Of course, it is common for candidates to assert they have experience in areas where they actually do not. During an interview, be sure to ask open-ended questions that required demonstration of accessibility skills and experience. For example:

  • If candidates are asked to provide examples of their work, ask them to include one or more examples that demonstrate good accessibility. Regardless of whether they have accessible examples,  as them to comment on the accessibility of their chosen examples. What are the most noteworthy accessibility features in these examples? What features could be improved upon, and why?
  • If candidates are providing a demo of an interface they’ve created, ask them to set aside their mouse and demonstrate how the application can be used with keyboard only.
  • If candidates are provided with design scenarios such as functional problems in need of technology solutions, be sure to include accessibility as a requirement in the scenario (e.g., the solution must be fully operable without a mouse, must be accessible to blind users, and must be operable using speech input for people with no use of their hands).
  • When candidates discuss their accessibility knowledge, listen for keywords such as WCAG, ARIA, and semantics. (If these terms are unfamiliar, see the section above on Building your team’s accessibility knowledge for educational opportunities).

Incorporating accessibility into all stages of a project

Building accessibility into a product from the beginning is much less work, and more cost-effective, than trying to add it after the product has been built. A project life cycle should define and tests for accessibility criteria at each stage of the project:

  • Plan: In your strategic project planning, clearly state that accessibility is a primary goal.
  • Design: In the design stage of your project, explicitly plan how you will implement accessible design in your product and the specific procedures for evaluating accessibility
  • Implement: In the implementation state, repeatedly evaluate whether the product, as parts of it are developed and assembled, complies with the planned design.
  • User tests: Have the product repeatedly evaluated by outside people using a variety of access methods (keyboard only, screen reader, color blind person, etc.) as soon as there are functioning drafts or mockups.
  • Evaluate: As the product nears completion, have a systematic accessibility evaluation as a key part of quality assurance.
  • Bug fixes: After the product is in production, track any fixes that are done and evaluate each for any effect it might have on accessibility. If it has negative impacts, find a better fix.

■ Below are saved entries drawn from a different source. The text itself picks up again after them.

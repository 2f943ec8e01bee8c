//! Byte-offset ↔ line/column mapping, shared by the CLI's miette rendering and
//! by anything that needs to turn a raw offset back into a `(line, column)`
//! pair. Line starts are precomputed once and positions resolved by binary
//! search over them.

/// Byte offset of the start of each line (line 0 always starts at offset 0).
pub fn compute_line_starts(source: &str) -> Vec<usize> {
    let mut starts = vec![0];
    for (i, b) in source.bytes().enumerate() {
        if b == b'\n' {
            starts.push(i + 1);
        }
    }
    starts
}

/// Convert a byte offset to a 1-based (line, column) pair using precomputed line starts.
pub fn offset_to_line_col(line_starts: &[usize], offset: usize) -> (usize, usize) {
    let line = match line_starts.binary_search(&offset) {
        Ok(idx) => idx,
        Err(idx) => idx.saturating_sub(1),
    };
    let col = offset - line_starts[line];
    (line + 1, col + 1)
}

/// Inverse of [`offset_to_line_col`]: given a 1-based line and 0-based column,
/// recover the byte offset. Used to build a miette `SourceSpan` from a
/// `Diagnostic`'s line/column range.
pub fn line_col_to_offset(line_starts: &[usize], line: usize, column: usize) -> usize {
    let start = line_starts.get(line.saturating_sub(1)).copied().unwrap_or(0);
    start + column
}

#[cfg(test)]
mod tests {
    use super::*;

    #[test]
    fn round_trips_through_line_starts() {
        let src = "abc\ndef\nghi";
        let starts = compute_line_starts(src);
        assert_eq!(starts, vec![0, 4, 8]);
        assert_eq!(offset_to_line_col(&starts, 5), (2, 2));
        assert_eq!(line_col_to_offset(&starts, 2, 1), 5);
    }

    #[test]
    fn first_line_starts_at_zero() {
        let starts = compute_line_starts("no newlines here");
        assert_eq!(offset_to_line_col(&starts, 0), (1, 1));
    }
}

Helping to make the case for accessibility

Management, from the team leader all the way up to the director and beyond, may be skeptical about the need for investing in accessibility. Here are some points you could share with them:

  • Everyone benefits: There are many examples of solutions that were created specifically to address an accessibility need and now benefit everyone: Automatic door openers were created for wheelchair users but benefit anyone whose hands are full;  Captions were created for people who are deaf or hard of hearing but benefit anyone who needs to watch a video with the sound down, help second-language users to understand what’s being spoken, and make the content of video searchable. It is highly likely that your product, if created with accessibility in mind, will be a better product for everyone as a result.
  • Building competence: Building team accessibility skills and including accessibility throughout the development processes leads to better products in the long run and greater efficiency and flexibility in creating and updating them.
  • Avoiding costs and embarrassment: Lawsuits and judgments can be expensive to respond to and result in considerable negative publicity.
  • Teamwork: It is likely that your product is part of a set of products or services your organization provides for the people it serves. Putting out one inaccessible product reflects on the whole set of products and may prove to be the broken link in a sequence of products people need to follow.
  • Creating an inclusive community: The purpose of your product is to meet a specific need for your users, who are likely to have that need in the context of other things they are doing. When your product works for everyone, then everyone can participate in that context.